7. Ideal Requirements of Prodrugs
1. The prodrug is inactive or less active than the parent compound
2. The linkage between the drug and the carrier must be cleaved in vivo
3. The carrier molecule released in vivo must be non-toxic
4. The metabolic fragments of carrier molecule, apart from the drug should be non-toxic

8. Classification of Prodrugs
1. Carboxylic acids and alcohols.
Prodrugs of carboxylic acid and alcohol functionalities can be prepared by conversion to an ester.
The ester can be easily hydrolysed by esterase enzymes present in plasma and other tissues to give active drug.
Enzymes: ester hydrolase, lipase, cholesterol esterase, acetylcholinesterase, carboxypeptidase

9. Carboxylic acids and alcohols (continued)...
Ex: Pivampicillin, talampicillin and bacampicillin are prodrugs of ampicillin.
The absorption of these prodrugs is nearly complete (98-99%) whereas that of ampicillin is < 50%.
Enalapril, the most widely prescribed ACE inhibitor, is the ethyl ester prodrug of the active diacid, enalaprilat.
Enalaprilat is poorly absorbed from the gastrointestinal tract (< 10%), but absorption of the prodrug enalapril is greatly improved (60%).

10. 2. Amines.
Due to high chemical stability of amide linkage and lack of amidase enzymes, amines are not derivatised to amide prodrugs.
A more common approach has been to utilize mannich bases as a prodrug form of the amines.

11. 3. Azo Linkage
Amines are derivatised to azolinkage prodrugs.
Ex: Prontosil

12. 4. Carbonyl compounds
Carbonyl compounds such as aldehydes and ketones are converted to prodrugs.
These have generally involved derivatives in which the sp2 hybridized carbonyl carbon is converted to an sp3 hybridised carbon attached to two heteroatoms such as oxygen, nitrogen, or sulfur.
Ex: Methenamine releases HCHO in the urine, which acts as an antibacterial agent.

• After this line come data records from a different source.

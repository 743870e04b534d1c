//! Floating markers beside the experience timeline.

use crate::constants::*;
use crate::content::TimelineItem;
use crate::error::{FxError, FxResult};
use crate::theme::Theme;

#[derive(Clone, Copy, Debug, PartialEq)]
pub struct TimelineNode {
    pub index: usize,
    pub base_height: f32,
    pub height: f32,
    pub scale: f32,
    /// Emissive intensity, 0.2 at rest.
    pub glow: f32,
    pub hovered: bool,
}

/// Stacked vertically, first item on top, centered on the origin.
#[inline]
pub fn base_height(index: usize, count: usize) -> f32 {
    let last = count.saturating_sub(1) as f32;
    (last - index as f32) * TIMELINE_SPACING - last * TIMELINE_SPACING * 0.5
}

pub fn canvas_height_px(count: usize) -> f32 {
    (count as f32 * TIMELINE_PX_PER_ITEM).max(TIMELINE_MIN_HEIGHT_PX)
}

pub struct TimelineNodes {
    items: Vec<TimelineItem>,
    nodes: Vec<TimelineNode>,
    hovered: Option<usize>,
    sway: f32,
    theme: Theme,
}

impl TimelineNodes {
    pub fn new(items: Vec<TimelineItem>, theme: Theme) -> Self {
        let count = items.len();
        let nodes = (0..count)
            .map(|index| {
                let h = base_height(index, count);
                TimelineNode {
                    index,
                    base_height: h,
                    height: h,
                    scale: 1.0,
                    glow: TIMELINE_IDLE_GLOW,
                    hovered: false,
                }
            })
            .collect();
        Self {
            items,
            nodes,
            hovered: None,
            sway: 0.0,
            theme,
        }
    }

    pub fn nodes(&self) -> &[TimelineNode] {
        &self.nodes
    }

    pub fn items(&self) -> &[TimelineItem] {
        &self.items
    }

    pub fn len(&self) -> usize {
        self.nodes.len()
    }

    pub fn is_empty(&self) -> bool {
        self.nodes.is_empty()
    }

    pub fn theme(&self) -> Theme {
        self.theme
    }

    /// Group rotation around Z, radians.
    pub fn sway(&self) -> f32 {
        self.sway
    }

    pub fn hovered(&self) -> Option<usize> {
        self.hovered
    }

    /// Item under the pointer, if any, for the tooltip.
    pub fn hovered_item(&self) -> Option<&TimelineItem> {
        self.hovered.and_then(|i| self.items.get(i))
    }

    pub fn canvas_height_px(&self) -> f32 {
        canvas_height_px(self.len())
    }

    /// Returns true when the hovered node changed.
    pub fn hover(&mut self, index: Option<usize>) -> bool {
        let index = index.filter(|&i| i < self.nodes.len());
        if index == self.hovered {
            return false;
        }
        self.hovered = index;
        for node in &mut self.nodes {
            node.hovered = Some(node.index) == index;
        }
        true
    }

    pub fn leave(&mut self) -> bool {
        self.hover(None)
    }

    pub fn advance(&mut self, t: f32) -> FxResult<()> {
        if !t.is_finite() {
            return Err(FxError::NonFinite("timeline clock"));
        }
        for node in &mut self.nodes {
            node.height = node.base_height + (t + node.index as f32).sin() * TIMELINE_BOB_AMPLITUDE;
            if node.hovered {
                node.glow = (t * TIMELINE_GLOW_RATE).sin() * TIMELINE_GLOW_SPAN + TIMELINE_GLOW_BASE;
                node.scale = 1.0 + (t * TIMELINE_PULSE_RATE).sin() * TIMELINE_PULSE_AMPLITUDE;
            } else {
                node.glow = TIMELINE_IDLE_GLOW;
                node.scale = 1.0;
            }
        }
        self.sway = (t * TIMELINE_SWAY_RATE).sin() * TIMELINE_SWAY_AMPLITUDE;
        Ok(())
    }
}

#[cfg(test)]
mod tests {
    use super::*;

    fn items(n: usize) -> Vec<TimelineItem> {
        (0..n)
            .map(|i| TimelineItem {
                title: format!("Role {}", i),
                ..Default::default()
            })
            .collect()
    }

    #[test]
    fn layout_is_centered_first_on_top() {
        let heights: Vec<f32> = (0..3).map(|i| base_height(i, 3)).collect();
        assert_eq!(heights, vec![1.5, 0.0, -1.5]);
        assert_eq!(base_height(0, 1), 0.0);
    }

    #[test]
    fn canvas_has_a_floor() {
        assert_eq!(canvas_height_px(0), 300.0);
        assert_eq!(canvas_height_px(2), 300.0);
        assert_eq!(canvas_height_px(5), 500.0);
    }

    #[test]
    fn hovered_node_pulses_others_rest() {
        let mut tl = TimelineNodes::new(items(3), Theme::Light);
        assert!(tl.hover(Some(1)));
        assert!(!tl.hover(Some(1)));
        let t = std::f32::consts::PI / 6.0;
        tl.advance(t).unwrap();
        let n = tl.nodes();
        assert!((n[1].glow - 1.0).abs() < 1e-5);
        assert!((n[1].scale - (1.0 + (2.0 * t).sin() * 0.1)).abs() < 1e-6);
        assert_eq!(n[0].glow, TIMELINE_IDLE_GLOW);
        assert_eq!(n[0].scale, 1.0);
        assert_eq!(tl.hovered_item().map(|i| i.title.as_str()), Some("Role 1"));

        assert!(tl.leave());
        tl.advance(t).unwrap();
        assert_eq!(tl.nodes()[1].glow, TIMELINE_IDLE_GLOW);
    }

    #[test]
    fn out_of_range_hover_is_ignored() {
        let mut tl = TimelineNodes::new(items(2), Theme::Dark);
        assert!(!tl.hover(Some(5)));
        assert_eq!(tl.hovered(), None);
    }
}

13. Developments of Prodrugs
1. To improve patient acceptance:
Clindamycin has bitter taste. It was found that by increasing the chain-length of 2-acylesters of clindamycin, the taste improved from bitter to non-bitter taste (phosphate ester).
2. To reduce gastric irritation:
Several drugs (NSAIDS, nicotinic acid, kanamycin, diethylstilboestrol) cause irritation and damage to gastric mucosa.
These problems of drugs can be overcome by changing to prodrugs.
Ex. : Salicylic acid to aspirin, nicotinic acid to nicotinic acid hydrazide

14. Developments of Prodrugs (continued)…
3. To improve chemical stability:
Several drugs may decompose during their shelf life or in the GIT when used orally.
The prodrug approach of such drugs is a good technique to improve stability.
Ex. : Azacytidine in aqueous solution is readily hydrolyzed but its bisulphite prodrug is stable.
4. Prodrugs for increased water solubility:
Prednisolone and methylprednisolone are poorly water-soluble corticosteroid drugs.
Prednisolone phosphate is a water-soluble prodrug of prednisolone that is activated in vivo by phosphatases.

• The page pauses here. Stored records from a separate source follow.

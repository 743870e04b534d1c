//! Pointer-driven card tilt.
//!
//! The pointer offset from the card's center, normalized by the card size,
//! maps linearly onto rotation and a parallax shadow. Reduced motion is passed
//! on every call so a preference change applies to the very next event.

use crate::constants::*;
use crate::visibility::Rect;

#[derive(Clone, Copy, Debug, Default, PartialEq)]
pub struct TiltState {
    /// Degrees around X; pointer below center tilts the top away.
    pub rotate_x: f32,
    /// Degrees around Y.
    pub rotate_y: f32,
    pub shadow_x: f32,
    pub shadow_y: f32,
    pub hovered: bool,
}

impl TiltState {
    pub fn is_neutral(&self) -> bool {
        self.rotate_x == 0.0 && self.rotate_y == 0.0 && self.shadow_x == 0.0 && self.shadow_y == 0.0
    }

    fn reset_motion(&mut self) {
        self.rotate_x = 0.0;
        self.rotate_y = 0.0;
        self.shadow_x = 0.0;
        self.shadow_y = 0.0;
    }
}

#[derive(Clone, Debug)]
pub struct TiltEngine {
    intensity: f32,
    shadow: f32,
    state: TiltState,
    reduced_motion: bool,
}

impl Default for TiltEngine {
    fn default() -> Self {
        Self::new(TILT_DEFAULT_INTENSITY_DEG, TILT_SHADOW_MAGNITUDE_PX)
    }
}

impl TiltEngine {
    pub fn new(intensity_deg: f32, shadow_px: f32) -> Self {
        Self {
            intensity: intensity_deg,
            shadow: shadow_px,
            state: TiltState::default(),
            reduced_motion: false,
        }
    }

    pub fn intensity(&self) -> f32 {
        self.intensity
    }

    pub fn state(&self) -> TiltState {
        self.state
    }

    pub fn pointer_enter(&mut self, reduced_motion: bool) -> TiltState {
        self.reduced_motion = reduced_motion;
        self.state.hovered = true;
        if reduced_motion {
            self.state.reset_motion();
        }
        self.state
    }

    /// Map a pointer position (client px) over `rect` onto the tilt outputs.
    pub fn pointer_move(&mut self, rect: Rect, px: f64, py: f64, reduced_motion: bool) -> TiltState {
        self.reduced_motion = reduced_motion;
        if reduced_motion || rect.width <= 0.0 || rect.height <= 0.0 {
            self.state.reset_motion();
            return self.state;
        }
        let (cx, cy) = rect.center();
        let nx = ((px - cx) / rect.width) as f32;
        let ny = ((py - cy) / rect.height) as f32;
        if !(nx.is_finite() && ny.is_finite()) {
            self.state.reset_motion();
            return self.state;
        }
        self.state.rotate_x = ny * -self.intensity;
        self.state.rotate_y = nx * self.intensity;
        self.state.shadow_x = nx * self.shadow;
        self.state.shadow_y = ny * self.shadow;
        self.state
    }

    pub fn pointer_leave(&mut self) -> TiltState {
        self.state = TiltState::default();
        self.state
    }

    /// CSS transform for the card, or `None` when motion is suppressed.
    pub fn css_transform(&self) -> Option<String> {
        if self.reduced_motion {
            return None;
        }
        let lift = if self.state.hovered { TILT_LIFT_PX } else { 0.0 };
        Some(format!(
            "perspective({}px) rotateX({}deg) rotateY({}deg) translateZ({}px)",
            TILT_PERSPECTIVE_PX, self.state.rotate_x, self.state.rotate_y, lift
        ))
    }

    pub fn box_shadow(&self) -> String {
        let s = &self.state;
        if s.hovered && !self.reduced_motion {
            format!(
                "{}px {}px 40px rgba(0, 0, 0, 0.15), {}px {}px 20px rgba(0, 123, 255, 0.1), 0 0 0 1px rgba(255, 255, 255, 0.1)",
                s.shadow_x,
                20.0 + s.shadow_y,
                s.shadow_x * 0.5,
                10.0 + s.shadow_y * 0.5
            )
        } else {
            "0 4px 6px rgba(0, 0, 0, 0.1), 0 0 0 1px rgba(255, 255, 255, 0.05)".to_string()
        }
    }

    pub fn glare_angle(&self) -> f32 {
        TILT_GLARE_BASE_DEG + self.state.rotate_y
    }

    /// Glare overlay background; `None` while not hovered or motion is off.
    pub fn glare_gradient(&self) -> Option<String> {
        if !self.state.hovered || self.reduced_motion {
            return None;
        }
        Some(format!(
            "linear-gradient({}deg, rgba(255, 255, 255, 0.1) 0%, transparent 50%, rgba(0, 0, 0, 0.05) 100%)",
            self.glare_angle()
        ))
    }
}

#[cfg(test)]
mod tests {
    use super::*;

    fn card() -> Rect {
        Rect::new(100.0, 100.0, 200.0, 100.0)
    }

    #[test]
    fn maps_offset_to_rotation_and_shadow() {
        let mut tilt = TiltEngine::default();
        tilt.pointer_enter(false);
        // right edge, bottom edge
        let s = tilt.pointer_move(card(), 300.0, 200.0, false);
        assert!((s.rotate_y - 7.5).abs() < 1e-6);
        assert!((s.rotate_x + 7.5).abs() < 1e-6);
        assert!((s.shadow_x - 10.0).abs() < 1e-6);
        assert!((s.shadow_y - 10.0).abs() < 1e-6);
    }

    #[test]
    fn center_is_neutral() {
        let mut tilt = TiltEngine::default();
        assert!(tilt.pointer_move(card(), 200.0, 150.0, false).is_neutral());
    }

    #[test]
    fn degenerate_rect_stays_neutral() {
        let mut tilt = TiltEngine::default();
        let s = tilt.pointer_move(Rect::new(0.0, 0.0, 0.0, 50.0), 10.0, 10.0, false);
        assert!(s.is_neutral());
    }

    #[test]
    fn reduced_motion_suppresses_transform() {
        let mut tilt = TiltEngine::default();
        tilt.pointer_enter(true);
        assert!(tilt.pointer_move(card(), 0.0, 0.0, true).is_neutral());
        assert_eq!(tilt.css_transform(), None);
        assert_eq!(tilt.glare_gradient(), None);
    }

    #[test]
    fn transform_lifts_while_hovered() {
        let mut tilt = TiltEngine::default();
        tilt.pointer_enter(false);
        let css = tilt.css_transform().unwrap();
        assert!(css.starts_with("perspective(1200px)"));
        assert!(css.ends_with("translateZ(20px)"));
        tilt.pointer_leave();
        assert!(tilt.css_transform().unwrap().ends_with("translateZ(0px)"));
    }

    #[test]
    fn glare_follows_rotate_y() {
        let mut tilt = TiltEngine::default();
        tilt.pointer_enter(false);
        tilt.pointer_move(card(), 300.0, 150.0, false);
        assert!((tilt.glare_angle() - 142.5).abs() < 1e-4);
    }
}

15. Developments of Prodrugs (continued)…
5. To decrease drug’s toxicity and adverse effects:
Dipivaloylepinephrine prodrug instead of epinephrine to treat glaucoma.
Esterification of aspirin greatly suppresses gastric uterogenic activity.
6. To improve membrane transport:
Barbiturates are weakly acidic in nature and are converted to the corresponding sodium salt. The sodium salt is extensively employed for intravenous anaesthetic properties.
Dopamine used for the treatment of Parkinson’s disease can be improved by administering its prodrug Levo-DOPA.

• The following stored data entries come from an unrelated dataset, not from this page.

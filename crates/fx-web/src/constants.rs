// Drawing and DOM constants for the browser host

pub const REDUCED_MOTION_QUERY: &str = "(prefers-reduced-motion: reduce)";

// Upper bound on the canvas backing-store pixel ratio
pub const MAX_CANVAS_DPR: f64 = 1.5;

// Particle sprites (world units / alpha)
pub const PARTICLE_POINT_SIZE: f32 = 0.08;
pub const PARTICLE_ALPHA: f64 = 0.7;

// Constellation hub and badges (world units)
pub const HUB_OUTER_RADIUS: f32 = 0.5;
pub const HUB_CORE_RADIUS: f32 = 0.3;
pub const HUB_OUTER_ALPHA: f64 = 0.6;
pub const HUB_CORE_ALPHA: f64 = 0.8;
pub const HUB_SPOKE_ALPHA: f64 = 0.3;
pub const BADGE_GLOW_RADIUS: f32 = 1.1;
pub const BADGE_ALPHA: f64 = 0.8;
pub const BADGE_GLOW_ALPHA_ACTIVE: f64 = 0.2;
pub const BADGE_GLOW_ALPHA_IDLE: f64 = 0.05;
pub const BADGE_LABEL_SIZE: f32 = 0.3;

// Timeline markers (world units)
pub const TIMELINE_NODE_RADIUS: f32 = 0.15;
pub const TIMELINE_HALO_RADIUS: f32 = 0.25;
pub const TIMELINE_HALO_ALPHA_ACTIVE: f64 = 0.2;
pub const TIMELINE_HALO_ALPHA_IDLE: f64 = 0.1;
pub const TIMELINE_NODE_ALPHA: f64 = 0.8;
pub const TIMELINE_CANVAS_WIDTH_PX: f64 = 100.0;

// Static fallbacks
pub const FALLBACK_LAYER_CLASS: &str = "fx-fallback";
pub const FALLBACK_MARKER_CLASS: &str = "fx-fallback-marker";
pub const TIMELINE_FALLBACK_CLASS: &str = "timeline-node-fallback";
pub const TIMELINE_FALLBACK_SIZE_PX: f64 = 24.0;
pub const ORBIT_FALLBACK_CLASS: &str = "fx-orbit-static";
// Ring radius of the static constellation, as a fraction of the container
pub const ORBIT_FALLBACK_RING_PCT: f32 = 38.0;

// Chip attribute carrying the skill label; falls back to text content
pub const CHIP_LABEL_ATTR: &str = "data-skill";
pub const CHIP_OPACITY_TRANSITION: &str = "opacity 0.3s ease";

// Tilt transitions
pub const TILT_RETURN_TRANSITION: &str = "transform 0.4s cubic-bezier(0.23, 1, 0.320, 1)";
pub const TILT_SHADOW_TRANSITION: &str = "box-shadow 0.4s cubic-bezier(0.23, 1, 0.320, 1)";
pub const TILT_GLARE_CLASS: &str = "fx-tilt-glare";
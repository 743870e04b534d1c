//! Runtime configuration for the effects layer.
//!
//! Every field falls back to the matching tuning constant, so an empty JSON
//! object (or no config at all) yields the stock behaviour.

use serde::Deserialize;

use crate::constants::*;
use crate::error::{FxError, FxResult};
use crate::visibility::ObserverOptions;

#[derive(Clone, Debug, Deserialize, PartialEq)]
#[serde(default)]
pub struct FxConfig {
    /// Seed for particle placement and jitter. `None` picks one at mount.
    pub seed: Option<u64>,
    pub tilt_intensity_deg: f32,
    pub tilt_shadow_px: f32,
    pub parallax_strength: f32,
    pub orbit_radius: f32,
    pub visibility_threshold: f64,
    pub visibility_margin_px: f64,
}

impl Default for FxConfig {
    fn default() -> Self {
        Self {
            seed: None,
            tilt_intensity_deg: TILT_DEFAULT_INTENSITY_DEG,
            tilt_shadow_px: TILT_SHADOW_MAGNITUDE_PX,
            parallax_strength: PARALLAX_DEFAULT_STRENGTH,
            orbit_radius: ORBIT_RADIUS,
            visibility_threshold: VISIBILITY_THRESHOLD,
            visibility_margin_px: VISIBILITY_ROOT_MARGIN_PX,
        }
    }
}

impl FxConfig {
    /// Parse and validate a JSON config. Missing keys keep their defaults.
    pub fn from_json(json: &str) -> FxResult<Self> {
        let config: FxConfig =
            serde_json::from_str(json).map_err(|e| FxError::Config(e.to_string()))?;
        config.validate()?;
        Ok(config)
    }

    pub fn validate(&self) -> FxResult<()> {
        let finite = [
            self.tilt_intensity_deg,
            self.tilt_shadow_px,
            self.parallax_strength,
            self.orbit_radius,
        ]
        .iter()
        .all(|v| v.is_finite());
        if !finite || !self.visibility_margin_px.is_finite() {
            return Err(FxError::Config("values must be finite".into()));
        }
        if !(0.0..=1.0).contains(&self.visibility_threshold) {
            return Err(FxError::Config(format!(
                "visibility_threshold {} outside 0..=1",
                self.visibility_threshold
            )));
        }
        if self.orbit_radius <= 0.0 {
            return Err(FxError::Config("orbit_radius must be positive".into()));
        }
        if !(0.0..=1.0).contains(&self.parallax_strength) {
            return Err(FxError::Config(format!(
                "parallax_strength {} outside 0..=1",
                self.parallax_strength
            )));
        }
        Ok(())
    }

    pub fn observer_options(&self) -> ObserverOptions {
        ObserverOptions {
            threshold: self.visibility_threshold,
            root_margin_px: self.visibility_margin_px,
        }
    }
}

16. Developments of Prodrugs (continued)…
7. Prolonged Activity:
Nordazepam, an anxiolytic loses activity too quickly due to metabolism and excretion.
A prodrug introduced to improve the retention characteristics is (diazepum).
8. Tissue specific prodrug design:
The site-specific drug delivery can be achieved by the tissue activation, which is the result of an enzyme unique to the tissue or present in higher concentration.
Dexamethasone is absorbed efficiently in intestinal tract and as such do not reach colon area for treatment.
when prodrugs dexamethasone-21-β-glucoside were used they were absorbed in colon more efficiently compared to their parent drugs.